先ほど例にあげた瞬きですとか髪をかきあげる癖ですとか、それ自体は非常に実写的で人間的な挙動な気がするのですが、

実写でこれ見よがしな映し方をされると、あまりにも露骨な描写になってしまうような気がするんです。

でもアニメーションだと、そういった動きをある程度真正面から映してもフィクション性の中で許容されて、臭くならならない、という印象がありまして、

その最たる例が「目が潤む」という表現とその映し方だと思っているんです。

あそこですあの、作品も終盤の、みぞれと希美がフグの水槽の前で思いをぶつけあうシーン。

あのシーンはそもそもお互いに感情を発露する、とても強い熱がシーン自体にありますが、あそこで、みぞれに抱きつかれた愛の告白を受ける希美の目がひたすらにアップで映されるという瞬間があったと思うのですが、

あれって目が潤むという動き自体は非常に生身の人間らしい細かな現象だと思うのですが、あの現象を真正面からあれだけアップで映し続けるという、映し方に関しては非常にアニメ的にストレートなことなんじゃないかと思うんです。

実写的機微をアニメ的に映していると言いますか。



、、、自分で書いていて頭が痛くなってきました。長々と書いてきたので頭が疲れて、矛盾だらけのことを書いているような気がします。

つまり、実写で見るよりも、人間的な交々がアニメ的にストレートに伝わり、より感動をましたんじゃないかと

たぶん。おそらく。思います。違うかな、、、。



まあそもそもアニメーションは

「動く」ということ自体がそのまま最大の感動になる

ものだと思ってまして。

人間がする動きをアニメーションで再現されると、もうそれだけで感動してしまうんです。

だいぶ前にクラナドというアニメを見た覚えがありまして、クラナド自体については好きも嫌いも様々な感想があっていろいろ長くなりますので割愛しますが、そしてだいぶ前なので記憶も薄れているのでそもそもうまく書けないのですが、

その、確かアフターストーリーの最後のほうだったと思うのですが、

こおろぎさとみさん演じる幼子が、主人公の男性と一緒にご飯を食べるというシーンがありまして(この回たしか語り継がれるような素晴らしい回で、僕も見たとき鼻汁垂らして泣いたのですが、記憶が薄れているんですすみません)、

その幼子の動きを見ただけで、僕はもうはっとさせられたといいますか、感動してしまったんですね。

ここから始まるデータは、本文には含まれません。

//! # Pitch Detector
//!
//! Per-frame orchestration: validity gate, autocorrelation, threshold grid
//! search, candidate selection and Kalman smoothing.

use crate::audio::AudioFrame;
use crate::config::TunerConfig;
use crate::error::TunerError;
use crate::fft::AutocorrelationEngine;
use crate::kalman::KalmanTracker;
use crate::pitch::{self, Moments, SILENCE_WINDOW_SIZE};
use crate::tuning::{cents_between, Pitch, PitchTable};

/// A smoothed observation of how far the input is from its nearest pitch.
#[derive(Debug, Clone, Copy, PartialEq)]
pub struct PitchError {
    expected: Pitch,
    period: f64,
    variance: f64,
}

impl PitchError {
    pub fn new(expected: Pitch, period: f64, variance: f64) -> Self {
        Self {
            expected,
            period,
            variance,
        }
    }

    /// The table pitch the input was matched to.
    pub fn expected(&self) -> &Pitch {
        &self.expected
    }

    /// Smoothed period estimate in seconds.
    pub fn period(&self) -> f64 {
        self.period
    }

    /// Covariance of the period estimate in seconds².
    pub fn variance(&self) -> f64 {
        self.variance
    }

    /// Measured frequency in Hz.
    pub fn actual_freq(&self) -> f64 {
        1.0 / self.period
    }

    /// Signed tuning error in cents; positive is sharp.
    pub fn error_in_cents(&self) -> f64 {
        cents_between(self.actual_freq(), self.expected.freq)
    }

    /// Number of bands a strobe display draws for this octave.
    pub fn octave_bands(&self) -> i32 {
        2 * (self.expected.octave + 1)
    }
}

/// Picks the measurement the detector reports out of the viable candidates.
///
/// The lowest pitch by (octave, pitch class) wins, even when a higher pitch
/// has a smaller variance; variance only decides between candidates matched
/// to the same pitch.
///
/// # Arguments
/// * `candidates` - Raw measurements, each already matched to its closest pitch
///
/// # Returns
/// The selected measurement, or `None` when there are no candidates.
pub fn select_best(candidates: impl IntoIterator<Item = PitchError>) -> Option<PitchError> {
    candidates.into_iter().min_by(|a, b| {
        a.expected
            .cmp(&b.expected)
            .then_with(|| a.variance.total_cmp(&b.variance))
    })
}

/// Stateful detector for one configuration.
///
/// Holds the pitch table, the transform plans sized to the frame and the
/// current Kalman lock. Changing any part of the configuration means building
/// a new detector.
pub struct PitchDetector {
    config: TunerConfig,
    pitches: PitchTable,
    engine: AutocorrelationEngine,
    smallest_period: f64,
    longest_period: f64,
    tracker: Option<KalmanTracker>,
}

impl PitchDetector {
    /// Builds a detector for `config`.
    ///
    /// # Errors
    /// * `TunerError::InvalidFrameSize` if the frame size is not a power of
    ///   two of at least [`SILENCE_WINDOW_SIZE`] samples
    pub fn new(config: TunerConfig) -> Result<Self, TunerError> {
        if config.frame_size < SILENCE_WINDOW_SIZE || !config.frame_size.is_power_of_two() {
            return Err(TunerError::InvalidFrameSize(config.frame_size));
        }

        let pitches = PitchTable::build(config.reference_hz as f64);
        let smallest_period = pitches.smallest_period();
        let longest_period = pitches.longest_period();

        log::debug!(
            "Building detector: A4={} Hz, threshold={:.3}, frame={} samples",
            config.reference_hz,
            config.detection_threshold,
            config.frame_size
        );

        Ok(Self {
            config,
            pitches,
            engine: AutocorrelationEngine::new(config.frame_size),
            smallest_period,
            longest_period,
            tracker: None,
        })
    }

    pub fn config(&self) -> &TunerConfig {
        &self.config
    }

    pub fn pitches(&self) -> &PitchTable {
        &self.pitches
    }

    /// The pitch the Kalman filter is currently locked to, if any.
    pub fn locked_pitch(&self) -> Option<&Pitch> {
        self.tracker.as_ref().map(KalmanTracker::locked_pitch)
    }

    pub fn find_closest_pitch(&self, freq: f64) -> Pitch {
        self.pitches.find_closest_pitch(freq)
    }

    /// Analyses one frame.
    ///
    /// Returns `Ok(None)` when the frame is rejected by the validity gate or
    /// no period candidate survives; the Kalman lock is left untouched in
    /// that case.
    ///
    /// # Errors
    /// * `TunerError::FrameSizeMismatch` if the frame length differs from the
    ///   configured frame size
    /// * `TunerError::InvalidSampleRate` if the frame's sample rate is zero
    pub fn detect(&mut self, frame: &AudioFrame) -> Result<Option<PitchError>, TunerError> {
        if frame.samples.len() != self.config.frame_size {
            return Err(TunerError::FrameSizeMismatch {
                expected: self.config.frame_size,
                got: frame.samples.len(),
            });
        }
        if frame.sample_rate == 0 {
            return Err(TunerError::InvalidSampleRate);
        }

        if !pitch::is_audio_valid(&frame.samples, self.config.detection_threshold) {
            log::trace!("Frame rejected by validity gate");
            return Ok(None);
        }

        let Some(measurement) = self.measure(frame)? else {
            log::trace!("No viable period candidate");
            return Ok(None);
        };

        let state = KalmanTracker::observe(
            &mut self.tracker,
            measurement.expected,
            measurement.period,
            measurement.variance,
            frame.duration_seconds(),
        );

        Ok(Some(PitchError::new(measurement.expected, state.x, state.p)))
    }

    /// Runs the grid search and returns the best raw measurement.
    fn measure(&mut self, frame: &AudioFrame) -> Result<Option<PitchError>, TunerError> {
        let autocorr = self.engine.autocorrelate(&frame.samples)?;
        let candidates = pitch::period_candidates(&autocorr, frame.sample_rate);

        let best = select_best(
            candidates
                .iter()
                .filter(|moments| moments.is_viable(self.smallest_period, self.longest_period))
                .map(|&Moments { mean, variance }| {
                    let expected = self.pitches.find_closest_pitch(1.0 / mean);
                    PitchError::new(expected, mean, variance)
                }),
        );

        if let Some(best) = &best {
            log::trace!(
                "Best candidate {} at {:.3} Hz (variance {:.3e})",
                best.expected,
                best.actual_freq(),
                best.variance
            );
        }

        Ok(best)
    }
}

#[cfg(test)]
mod tests {
    use super::*;
    use crate::config::Accuracy;
    use crate::tuning::PitchName;
    use std::f64::consts::PI;

    const SAMPLE_RATE: u32 = 44100;

    fn sine_frame(freq: f64, offset: f64, len: usize) -> AudioFrame {
        let samples = (0..len)
            .map(|i| ((2.0 * PI * freq * i as f64 / SAMPLE_RATE as f64).sin() + offset) as f32)
            .collect();
        AudioFrame::new(samples, SAMPLE_RATE)
    }

    fn detector(frame_size: usize) -> PitchDetector {
        PitchDetector::new(TunerConfig {
            frame_size,
            ..TunerConfig::default()
        })
        .unwrap()
    }

    #[test]
    fn test_rejects_invalid_frame_sizes() {
        for size in [0, 512, 5000] {
            let config = TunerConfig {
                frame_size: size,
                ..TunerConfig::default()
            };
            assert_eq!(
                PitchDetector::new(config).err(),
                Some(TunerError::InvalidFrameSize(size))
            );
        }
    }

    #[test]
    fn test_frame_size_mismatch_fails_fast() {
        let mut detector = detector(4096);
        let frame = sine_frame(440.0, 0.0, 8192);
        assert_eq!(
            detector.detect(&frame),
            Err(TunerError::FrameSizeMismatch { expected: 4096, got: 8192 })
        );
    }

    #[test]
    fn test_zero_sample_rate_is_rejected() {
        let mut detector = detector(4096);
        let frame = AudioFrame::new(vec![0.5; 4096], 0);
        assert_eq!(detector.detect(&frame), Err(TunerError::InvalidSampleRate));
    }

    #[test]
    fn test_detects_a4() {
        let mut detector = detector(4096);
        let result = detector.detect(&sine_frame(440.0, 0.0, 4096)).unwrap().unwrap();
        assert_eq!(result.expected().name, PitchName::A);
        assert_eq!(result.expected().octave, 4);
        assert!((result.actual_freq() / 440.0 - 1.0).abs() < 1e-3);
        assert!(result.error_in_cents().abs() < 2.0);
        assert_eq!(result.octave_bands(), 10);
    }

    #[test]
    fn test_missed_frame_keeps_lock() {
        let mut detector = detector(4096);
        detector.detect(&sine_frame(440.0, 0.0, 4096)).unwrap();
        let locked = *detector.locked_pitch().unwrap();

        let silence = AudioFrame::new(vec![0.0; 4096], SAMPLE_RATE);
        assert_eq!(detector.detect(&silence), Ok(None));
        assert_eq!(detector.locked_pitch(), Some(&locked));
    }

    #[test]
    fn test_detects_at_every_accuracy() {
        for accuracy in Accuracy::ALL {
            let mut detector = PitchDetector::new(TunerConfig::new(440, 0.1, accuracy)).unwrap();
            let result = detector
                .detect(&sine_frame(196.0, 0.0, accuracy.sample_size()))
                .unwrap()
                .unwrap();
            assert_eq!(result.expected().name, PitchName::G);
            assert_eq!(result.expected().octave, 3);
        }
    }

    #[test]
    fn test_lower_octave_wins_over_smaller_variance() {
        let a3 = Pitch { name: PitchName::A, octave: 3, freq: 220.0 };
        let a4 = Pitch { name: PitchName::A, octave: 4, freq: 440.0 };
        let candidates = [
            PitchError::new(a4, 1.0 / 440.0, 1e-12),
            PitchError::new(a3, 1.0 / 220.0, 1e-6),
        ];

        let best = select_best(candidates).unwrap();
        assert_eq!(best.expected().octave, 3);
        assert_eq!(best.variance(), 1e-6);
    }

    #[test]
    fn test_lower_class_wins_within_octave() {
        let g4 = Pitch { name: PitchName::G, octave: 4, freq: 392.0 };
        let a4 = Pitch { name: PitchName::A, octave: 4, freq: 440.0 };
        let candidates = [
            PitchError::new(a4, 1.0 / 440.0, 1e-12),
            PitchError::new(g4, 1.0 / 392.0, 1e-6),
        ];

        assert_eq!(select_best(candidates).unwrap().expected().name, PitchName::G);
    }

    #[test]
    fn test_variance_breaks_ties_for_same_pitch() {
        let a4 = Pitch { name: PitchName::A, octave: 4, freq: 440.0 };
        let candidates = [
            PitchError::new(a4, 1.0 / 441.0, 2e-9),
            PitchError::new(a4, 1.0 / 439.0, 1e-9),
            PitchError::new(a4, 1.0 / 440.5, 3e-9),
        ];

        let best = select_best(candidates).unwrap();
        assert_eq!(best.variance(), 1e-9);
        assert_eq!(best.period(), 1.0 / 439.0);
    }

    #[test]
    fn test_no_candidates_selects_nothing() {
        assert_eq!(select_best(Vec::new()), None);
    }

    #[test]
    fn test_pitch_error_derivations() {
        let expected = Pitch { name: PitchName::A, octave: 4, freq: 440.0 };
        let sharp = PitchError::new(expected, 1.0 / (440.0 * 2.0_f64.powf(10.0 / 1200.0)), 0.0);
        assert!((sharp.error_in_cents() - 10.0).abs() < 1e-9);

        let low = PitchError::new(Pitch { name: PitchName::C, octave: 0, freq: 16.35 }, 1.0 / 16.35, 0.0);
        assert_eq!(low.octave_bands(), 2);
    }
}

きき手にスプーンをもって汚い握り方でご飯をすくって食べているのですが、小さい子ってそういうときうまくバランスがとれなかったりするじゃないですか。

そこで、スプーンを持っていないほうの手を少し横に伸ばしてバランスをとっていたんです。

これが僕ずっと印象に残っていているんです。

これ実写で同じシーンを見ても全く残らなかったと思うんです。アニメで見たからこそ、その動きを認識できて、感動できたと思うんですね。

この類の感動がリズと青い鳥には溢れている気がするんです。

そもそもの作画のクオリティと人間観察力が超絶に高いんです。





【希美と新山先生の会話のシーンについての交々】


実写的な芝居とアニメ的な芝居について、とてもざっくりと思いを巡らせたシーンとして、上記のシーンもありまして、

あの、遠くから二人のやり取りが映し出されているシーンですね。「わたしも音大受けようと思います」というシーンです。

あそこ、絶妙に互いの会話の思考の間をとったり、ちょっと足を組んだり距離を引いたりという挙動だけで互いの感情を描いているシーンですが、

あの足を組んだりする動きや距離をとったりする動きって、「ああまではっきり映されると実写だと臭いんじゃないかな」とか「アングルを変えるとか動き自体をもう少しぬるりとするとか」とか「じゃあ台詞がなかったらどうだろう」とか「舞台だったら同じような動きでもありなのかもしれない」とか、

一瞬にして様々な思いが巡ったシーンだったりしました。






長々と書いてきましたが、かなり疲れたのでこのへんでいったんやめようと思います。もう書きたいことはいくらでも出てくるので。もしかしたら後々書き足すかもしれません。

もしもここ矛盾しているとか的外れだと思うとかありましたら言ってください。確実にそういうところあるような気がします。


ごちゃごちゃ書いてしまいましたが、

結局のところ一番言いたいことは、「リズと青い鳥にただひたすら衝撃をうけた。たまらなく好きだ。」ということです。


近いうちにもう一度見にいくつもりです。絶対に一回では味わえなかった感動や気づきが山のようにあるでしょう。

ひたすらに楽しみです。

これから何度も見返す作品になるでしょうし、ユーフォニアムのほうもきちんと知らなければですし、山田尚子監督の作品も観なければなりません。

ひたすらに楽しみです。



このような駄文に最後までお付き合いくださり、本当に本当にありがとうございました。